NaijaTalkTalk- Fighting insecurity with space technology

FGN2
Nigeria
The birth of the space age has spurred on a plethora of new ideas and ground-breaking technologies that are used in day-to-day living.  


In the  light of the global increase in the number and lethality of terrorist attacks, it has become imperative that Nigeria, states, and private citizens become more involved in a strategic vision to recognize, prepare for, and if possible prevent such events.

Space is being used today for defence purposes. The use of satellites to provide troops with vital field information protects lives and contributes tremendously to successes on the battlefield. There seems to be a cry against the weaponization of space, but it is already being used for these purposes. Intercontinental ballistic missiles use space to deliver their warheads. Satellites are used by military forces around the world to gather intelligence, guide missiles, and provide logistical information. 

Nigeria should adopt Geophysical Ground Penetrating Radar (GPR) solutions, resistivity and induced polarization, seismic reflection/refraction, vibration monitoring and forensic geophysics to combat crimes (from weapons or metallic barrels to human burials and bunkers). Geophysical methods have the potentials for the localization and mapping of buried objects beneath soil or the water. Forensic geophysics is an evolving technique that is gaining popularity and prestige in crime detection. Ground Penetrating Radar (GPR) employ radar pulses to do underground mapping of large areas of interest. Geophysical satellite imagery combined with the use of Geophysical Information Systems (GIS) can be put to work to quickly identify and track criminals in Nigeria.  The world has 20 countries with nuclear weapons technology. When these nuclear warheads are placed into ballistic missiles, they use space for the delivery. 

For the national security of the Nigeria government, it is necessary to explore, design, and develop many types of space-based defence systems to eliminate the threat of nuclear missiles detonating over Nigeria soil. Other missile defence systems such as sea and land-based installations need to continually be deployed around the globe to stop a missile in the first or second stage of its flight. Space-based defence systems should be considered the last effort at stopping a nuclear missile in the flight before detonation.

The use of geophysical methods, especially those derived from seismological studies of the Earth, can also provide information about remote events. Analysis of seismograms produced by an explosion, for example, will show that a small initial explosion was followed by a much larger explosion that produced vibrations equivalent to those from an earthquake magnitude. This information will be used to infer the size of the explosion.  Nigeria should  intensify  effort towards launching of spacecraft indigenously. We have to develop a robust launch vehicle program. Fruitful co-operation with other space faring nations, international borders and the developing world should be one of the main characteristics of Nigeria space program.
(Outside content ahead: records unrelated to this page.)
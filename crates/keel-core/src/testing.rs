//! Deterministic remote-chain simulation for tests.
//!
//! Producers get secp256k1 keys derived from fixed seeds, and
//! [`ChainBuilder`] produces correctly linked, correctly signed headers in
//! round-robin order, including producer schedule rotations. Signatures are
//! real, so everything a builder emits passes the same verification a relay's
//! data would.

use crate::config::ScheduleHashMode;
use crate::consensus::block_id::id_from_digest;
use crate::consensus::schedule::schedule_hash;
use crate::consensus::section::scheduled_producer;
use crate::consensus::signature::sig_digest;
use crate::merkle::IncrementalMerkle;
use crate::types::header::*;
use crate::types::pbft::{PbftCheckpoint, PbftCommit};
use crate::types::primitives::*;
use secp256k1::{Message, Secp256k1, SecretKey};
use sha2::{Digest as _, Sha256};

/// A producer with a deterministic signing key.
#[derive(Clone, Debug)]
pub struct TestProducer {
    pub name: Name,
    secret: SecretKey,
}

impl TestProducer {
    /// `seed` must be non-zero; the same seed always yields the same key.
    pub fn new(name: &str, seed: u64) -> Self {
        let mut bytes = [0u8; 32];
        bytes[0] = 0x01;
        bytes[24..].copy_from_slice(&seed.to_be_bytes());
        Self {
            name: name.parse().expect("valid test producer name"),
            secret: SecretKey::from_slice(&bytes).expect("valid secret key"),
        }
    }

    /// `count` producers named `producera`, `producerb`, … with seeds 1, 2, …
    pub fn roster(count: usize) -> Vec<TestProducer> {
        assert!(count <= 26, "at most 26 test producers");
        (0..count)
            .map(|i| TestProducer::new(&format!("producer{}", (b'a' + i as u8) as char), i as u64 + 1))
            .collect()
    }

    /// The sole producer of a single-node test chain.
    pub fn single() -> TestProducer {
        TestProducer::new("eosio", 0xE05)
    }

    pub fn public_key(&self) -> PublicKey {
        let secp = Secp256k1::signing_only();
        PublicKey(secp256k1::PublicKey::from_secret_key(&secp, &self.secret).serialize())
    }

    pub fn producer_key(&self) -> ProducerKey {
        ProducerKey {
            producer_name: self.name,
            block_signing_key: self.public_key(),
        }
    }

    /// Compact recoverable signature with the compressed-key header byte.
    pub fn sign(&self, digest: &Digest) -> Signature {
        let secp = Secp256k1::signing_only();
        let signature = secp.sign_ecdsa_recoverable(&Message::from_digest(*digest), &self.secret);
        let (recovery_id, compact) = signature.serialize_compact();
        let mut out = [0u8; 65];
        out[0] = 27 + 4 + recovery_id.to_i32() as u8;
        out[1..].copy_from_slice(&compact);
        Signature(out)
    }
}

/// Schedule listing `producers` in order.
pub fn schedule_of(version: u32, producers: &[TestProducer]) -> ProducerSchedule {
    ProducerSchedule {
        version,
        producers: producers.iter().map(TestProducer::producer_key).collect(),
    }
}

/// Signed commits for `block_id` from each producer, all in `view`.
pub fn commits_for(
    producers: &[TestProducer],
    block_num: u32,
    block_id: BlockId,
    chain_id: ChainId,
    view: u32,
) -> Vec<PbftCommit> {
    producers
        .iter()
        .enumerate()
        .map(|(i, producer)| {
            let mut commit = PbftCommit {
                uuid: format!("commit-{}-{}", block_num, i),
                view,
                block_num,
                block_id,
                pub_key: producer.public_key(),
                chain_id,
                producer_signature: Signature::default(),
                timestamp: 1_600_000_000_000_000 + i as u64,
            };
            commit.producer_signature = producer.sign(&commit.digest());
            commit
        })
        .collect()
}

/// Signed checkpoints for `block_id` from each producer.
pub fn checkpoints_for(
    producers: &[TestProducer],
    block_num: u32,
    block_id: BlockId,
    chain_id: ChainId,
) -> Vec<PbftCheckpoint> {
    producers
        .iter()
        .enumerate()
        .map(|(i, producer)| {
            let mut checkpoint = PbftCheckpoint {
                uuid: format!("checkpoint-{}-{}", block_num, i),
                block_num,
                block_id,
                pub_key: producer.public_key(),
                chain_id,
                producer_signature: Signature::default(),
                timestamp: 1_600_000_000_000_000 + i as u64,
            };
            checkpoint.producer_signature = producer.sign(&checkpoint.digest());
            checkpoint
        })
        .collect()
}

/// Produces a remote chain, one signed header at a time.
///
/// The builder keeps the accumulator over every id produced so far, so the
/// accumulator it hands out for a block is exactly what the light client
/// derives for that block.
#[derive(Clone, Debug)]
pub struct ChainBuilder {
    producers: Vec<TestProducer>,
    active: ProducerSchedule,
    /// Proposed schedule and the block that proposed it.
    pending: Option<(ProducerSchedule, u32)>,
    rotation_delay: u32,
    hash_mode: ScheduleHashMode,
    repetitions: u32,
    /// Accumulator for the next block: covers every id up to `last_id`.
    merkle: IncrementalMerkle,
    last_merkle: IncrementalMerkle,
    last_id: BlockId,
    next_slot: u32,
}

impl ChainBuilder {
    /// A chain whose next block is `start_block_num`, produced by
    /// `producers` under schedule version 1.
    pub fn new(producers: Vec<TestProducer>, start_block_num: u32) -> Self {
        let active = schedule_of(1, &producers);
        Self::with_schedule(producers, active, start_block_num)
    }

    /// A single-node chain produced by `eosio`.
    pub fn single_producer(start_block_num: u32) -> Self {
        Self::new(vec![TestProducer::single()], start_block_num)
    }

    /// `producers` must include every producer `active` names.
    pub fn with_schedule(producers: Vec<TestProducer>, active: ProducerSchedule, start_block_num: u32) -> Self {
        assert!(start_block_num > 1, "chain must start after block 1");
        let repetitions = 12;

        // Synthetic history so the first produced block has a realistic accumulator.
        let mut merkle = IncrementalMerkle::new();
        let mut last_id = [0u8; 32];
        for num in 1..start_block_num {
            let digest: Digest = Sha256::digest(num.to_le_bytes()).into();
            last_id = id_from_digest(digest, num);
            merkle.append(last_id);
        }

        // Start on the first slot of the first producer's turn.
        let rounds = 1_000;
        let next_slot = rounds * active.producers.len() as u32 * repetitions;
        Self {
            producers,
            active,
            pending: None,
            rotation_delay: 325,
            hash_mode: ScheduleHashMode::Legacy,
            repetitions,
            last_merkle: merkle.clone(),
            merkle,
            last_id,
            next_slot,
        }
    }

    /// Blocks between a schedule proposal and the first block produced under it.
    pub fn rotation_delay(mut self, delay: u32) -> Self {
        self.rotation_delay = delay;
        self
    }

    pub fn hash_mode(mut self, mode: ScheduleHashMode) -> Self {
        self.hash_mode = mode;
        self
    }

    /// Make additional producers available for signing (future schedules).
    pub fn add_producers(&mut self, producers: impl IntoIterator<Item = TestProducer>) {
        self.producers.extend(producers);
    }

    pub fn next_block_num(&self) -> u32 {
        crate::consensus::block_id::num_from_id(&self.last_id) + 1
    }

    pub fn last_id(&self) -> BlockId {
        self.last_id
    }

    pub fn active_schedule(&self) -> &ProducerSchedule {
        &self.active
    }

    /// Accumulator of the most recently produced block.
    pub fn last_merkle(&self) -> &IncrementalMerkle {
        &self.last_merkle
    }

    /// Accumulator the next produced block will carry.
    pub fn current_merkle(&self) -> &IncrementalMerkle {
        &self.merkle
    }

    pub fn producer(&self, name: Name) -> Option<&TestProducer> {
        self.producers.iter().find(|p| p.name == name)
    }

    pub fn producers(&self) -> &[TestProducer] {
        &self.producers
    }

    /// First slot of the next turn of the producer at `index` in the active
    /// schedule, counted from the next slot.
    pub fn next_turn_slot(&self, index: usize) -> u32 {
        let round = self.active.producers.len() as u32 * self.repetitions;
        let base = self.next_slot - self.next_slot % round + index as u32 * self.repetitions;
        if base >= self.next_slot {
            base
        } else {
            base + round
        }
    }

    pub fn produce(&mut self) -> SignedBlockHeader {
        self.produce_with(|_| {})
    }

    pub fn produce_n(&mut self, count: usize) -> Vec<SignedBlockHeader> {
        (0..count).map(|_| self.produce()).collect()
    }

    /// Produce and discard `count` blocks.
    pub fn skip(&mut self, count: usize) {
        for _ in 0..count {
            self.produce();
        }
    }

    /// Produce the next block proposing `schedule` (its version is set to
    /// the active version + 1).
    pub fn produce_with_new_producers(&mut self, mut schedule: ProducerSchedule) -> SignedBlockHeader {
        schedule.version = self.active.version + 1;
        self.produce_with(move |header| header.new_producers = Some(schedule))
    }

    /// Produce the next block, letting `edit` change the header before it is
    /// signed. The signer is whoever `header.producer` names after the edit.
    pub fn produce_with(&mut self, edit: impl FnOnce(&mut BlockHeader)) -> SignedBlockHeader {
        let block_num = self.next_block_num();
        let slot = self.next_slot;
        self.next_slot += 1;

        if let Some((schedule, proposed_at)) = &self.pending {
            if block_num - proposed_at >= self.rotation_delay {
                self.active = schedule.clone();
                self.pending = None;
            }
        }

        let producer = scheduled_producer(slot, &self.active, self.repetitions).expect("non-empty active schedule");
        let mut header = BlockHeader {
            timestamp: BlockTimestamp::from_slot(slot),
            producer,
            confirmed: 0,
            previous: self.last_id,
            transaction_mroot: [0u8; 32],
            action_mroot: Sha256::digest(block_num.to_be_bytes()).into(),
            schedule_version: self.active.version,
            new_producers: None,
            header_extensions: Vec::new(),
        };
        edit(&mut header);

        if let Some(schedule) = &header.new_producers {
            self.pending = Some((schedule.clone(), block_num));
        }
        let signing_schedule = self.pending.as_ref().map_or(&self.active, |(schedule, _)| schedule);
        let pending_hash = schedule_hash(signing_schedule, self.hash_mode);

        let digest = sig_digest(&header.digest(), &self.merkle.root(), &pending_hash);
        let signer = self.producer(header.producer).expect("header producer is a known test producer");
        let signed = SignedBlockHeader {
            producer_signature: signer.sign(&digest),
            header,
        };

        let id = signed.id();
        self.last_merkle = self.merkle.clone();
        self.merkle.append(id);
        self.last_id = id;
        signed
    }
}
Geoscience methods are increasingly being utilised in criminal, environmental and humanitarian forensic investigations, and the use of such methods is supported by a growing body of experimental and theoretical research. Geoscience search techniques can complement traditional methodologies in the search for buried objects, including clandestine graves, weapons, explosives, drugs, illegal weapons, hazardous waste and vehicles. Geophysical satellite imagery combined with the use of Geophysical information Systems (GIS) can be put to work to quickly identify and track criminals in Nigeria and across the borders. 

Forensic geophysics, defined as ‘the application of physical methods related to legal investigations’ is still uncommon in normal Nigeria police practice compared to more conventional methods (aerial survey/ photographs and remote sensing, site walking by anthropologists and archaeologists, cadaver dogs excavation). Although more routinely used in engineering and archaeological applications, near-surface geophysical techniques, and particularly Ground Penetrating Radar (GPR), have been used with varying degrees of success to locate unmarked cemetery graves or mass graves (such as in the Iraq case or the victims of the Spanish flu  and in murder investigations to locate shallow clandestine burials . Because of the legally sensitive nature of the subject, little background literature is still available on the use of geophysical methods in criminal investigations. 

Forensic geophysical investigations will rapidly and non-invasively be utilised to survey a site, identify anomalous areas for eventual excavations and even establish the potential burial characteristics (e.g. target depth, orientation, size, distribution and condition). Multi-disciplinary studies have shown to improve the detection of clandestine burials. Locating individual archaeological graves or clandestine cadavers after a long period of burial is generally problematic, because of limited skeletal remains and soil compaction. The existing published geophysical reports on simulated clandestine graves either use a single technique, usually GPR or bulk ground resistivity, which are considered to be the most successful techniques under favourable ground conditions, or are related to unrealistic sites. 

The success of geophysical techniques to locate a clandestine grave is very site and time dependent because of variations in ground material type and distribution, soil water content, local climate, season, and level amount of cadaver decomposition (ranging from incomplete to skeletonised). Forensic geophysical datasets in urban environments are particularly difficult to analyse and interpret due to the often heterogeneous nature of survey sites that are dominantly ‘made ground’ masking the often subtle geophysical response from a clandestine. Several geophysical techniques over simulated urban clandestine graves  can  be utilised in Nigeria.